Looks to me like the traders are just as confused as the rest of us<g>

biz.yahoo.com
Thursday June 25, 5:10 pm Eastern Time

At key pivot, dollar/yen bulls ponder intervention

By Al Yoon

NEW YORK, June 25 (Reuters) - Dollar/yen bulls were chomping at the bit on Thursday but key technical levels and
memories of last week's joint intervention gave reason to pause in U.S. trading, market-watchers said.

The greenback on Thursday briefly powered past 142 yen, approaching the level where U.S. and Japanese officials
began selling the U.S. currency last Wednesday.

That surge eclipsed one key technical flashpoint and left the currency on the verge of a fresh break to recent highs,
analysts said.

''Technicals, and the fundamental fact that that's where the Fed intervened last week'' put a lid on dollar/yen early, said
Jeremy Fand, foreign exchange strategist at BankBoston, who added some dealers expected a rough 135-140 range to
persist.

Any convincing move past 142 yen could herald a quick dollar pop higher, analysts said.

Traders said 141.70/80 represented a 61.8-percent Fibonacci retracement of dollar/yen's fall from its recent eight-year
high of 146.75 to the post-intervention low of 133.60.

Further, 141.67 was the high of June 10, an important pivot just before the more dramatic move toward 146. But the
break beyond that area could nullify resistances, said John Tirone, technical analyst at Chase Securities.

''This is the level that we broke out to and the next day we saw 144.40. So psychologically it could have the same
effect if we have a strong move in this area,'' Tirone said.

Dollar/yen hovered close to 141.50 for much of the morning in New York.
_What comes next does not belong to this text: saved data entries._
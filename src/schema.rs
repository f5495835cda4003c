//! Ledger workbook template: sheet columns, key columns, and default cells
//!
//! The column layout mirrors the ledger template the baseline workbook is
//! exported from. Merge output must reproduce the baseline schema exactly
//! (same names, same order), so everything that touches frames goes through
//! this module instead of hard-coding column names.

use crate::types::Sheet;

/// Remark column shared by every sheet.
pub const REMARK_COLUMN: &str = "备注";

/// Remark text written by manual balance-adjustment corrections; a baseline
/// row carrying it freezes the account's history up to that row's date.
pub const DEFAULT_LOCK_REMARK: &str = "余额调整产生的烂账";

/// Category assigned to income entered retroactively during a correction.
pub const DEFAULT_MISSED_INCOME_CATEGORY: &str = "漏记款";

/// Token that tags a record (and its reversal) as part of a refund.
pub const DEFAULT_REFUND_MARKER: &str = "退款";

/// Canonical column set per sheet, in template order.
pub fn template_columns(sheet: Sheet) -> &'static [&'static str] {
    match sheet {
        Sheet::Expense => &[
            "支出大类",
            "支出小类",
            "账户",
            "币种",
            "项目",
            "商家",
            "报销",
            "消费日期",
            "消费金额",
            "成员金额",
            "备注",
            "账本",
        ],
        Sheet::Income => &[
            "收入大类",
            "账户",
            "币种",
            "项目",
            "付款方",
            "收入日期",
            "收入金额",
            "成员金额",
            "备注",
            "账本",
        ],
        Sheet::Transfer => &[
            "转出账户",
            "币种",
            "转出金额",
            "转入账户",
            "币种.1",
            "转入金额",
            "转账时间",
            "备注",
            "账本",
        ],
        Sheet::Loan => &[
            "借贷类型",
            "借贷时间",
            "借贷账户",
            "账户",
            "金额",
            "备注",
            "账本",
        ],
        Sheet::Repayment => &[
            "借贷类型",
            "借贷时间",
            "借贷账户",
            "账户",
            "金额",
            "利息",
            "备注",
            "账本",
        ],
    }
}

/// The date column used for lock scans, dedup, and output sorting.
pub fn date_column(sheet: Sheet) -> &'static str {
    match sheet {
        Sheet::Expense => "消费日期",
        Sheet::Income => "收入日期",
        Sheet::Transfer => "转账时间",
        Sheet::Loan | Sheet::Repayment => "借贷时间",
    }
}

/// Amount columns indexed for dedup. Transfers carry two.
pub fn amount_columns(sheet: Sheet) -> &'static [&'static str] {
    match sheet {
        Sheet::Expense => &["消费金额"],
        Sheet::Income => &["收入金额"],
        Sheet::Transfer => &["转出金额", "转入金额"],
        Sheet::Loan | Sheet::Repayment => &["金额"],
    }
}

/// Account column; transfers key on the outgoing side.
pub fn account_column(sheet: Sheet) -> &'static str {
    match sheet {
        Sheet::Transfer => "转出账户",
        _ => "账户",
    }
}

/// Category column, where the sheet has one (missed-income lock markers).
pub fn category_column(sheet: Sheet) -> Option<&'static str> {
    match sheet {
        Sheet::Expense => Some("支出大类"),
        Sheet::Income => Some("收入大类"),
        _ => None,
    }
}

/// Default cell values filled when a record row leaves a column blank.
pub fn default_values(sheet: Sheet) -> &'static [(&'static str, &'static str)] {
    match sheet {
        Sheet::Expense => &[
            ("项目", "日常"),
            ("报销", "非报销"),
            ("币种", "人民币"),
            ("账本", "日常账本"),
        ],
        Sheet::Income => &[("项目", "日常"), ("币种", "人民币"), ("账本", "日常账本")],
        Sheet::Transfer => &[
            ("币种", "人民币"),
            ("币种.1", "人民币"),
            ("账本", "日常账本"),
        ],
        Sheet::Loan => &[("账本", "日常账本")],
        Sheet::Repayment => &[("账本", "日常账本"), ("利息", "0")],
    }
}

#[cfg(test)]
mod tests {
    use super::*;

    #[test]
    fn test_every_sheet_has_date_and_remark_columns() {
        for sheet in Sheet::ALL {
            let columns = template_columns(sheet);
            assert!(columns.contains(&date_column(sheet)));
            assert!(columns.contains(&REMARK_COLUMN));
            assert!(columns.contains(&account_column(sheet)));
            for amount_col in amount_columns(sheet) {
                assert!(columns.contains(amount_col));
            }
        }
    }

    #[test]
    fn test_defaults_reference_real_columns() {
        for sheet in Sheet::ALL {
            let columns = template_columns(sheet);
            for (column, _) in default_values(sheet) {
                assert!(columns.contains(column), "{column} missing on {sheet:?}");
            }
        }
    }
}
Some traders reported accounts holding the
rally back with fresh short-dollar positions.

Dealers said market action earlier on Thursday reflected sharper, albeit shallow, downmoves compared to upmoves,
which signaled an indecisive market. In the end, there may not be a compelling reason to test central bank resolve, they
added.

''People have to take intervention seriously ... anytime the dollar goes from 142 yen to 133 in a very short period of
time, it could be very costly to be doubtful,'' said Tom Arnold, chief dealer at Dai-Ichi Kangyo Bank in New York.

Still, despite the intervention fears at the top, Arnold stressed that a lot of accounts had a ''real need to buy dollars on
the downside.''

Fand said the market was focused on news-driven risks rather than the negative economic fundamentals that have
pushed the yen sharply lower for the past year.

With parliamentary elections in Japan looming next month, dealers doubted Prime Minister Ryutaro Hashimoto's
Liberal Democratic Party would offer any policy proposals that might shake the market soon, he said.

''People want answers and will wait for something on the political side with (U.S. President Bill) Clinton in China or
on the bank loan issue out of Japan,'' said Fand, who added that many accounts were unwilling to take speculative
positions after the losses they've seen in the past week.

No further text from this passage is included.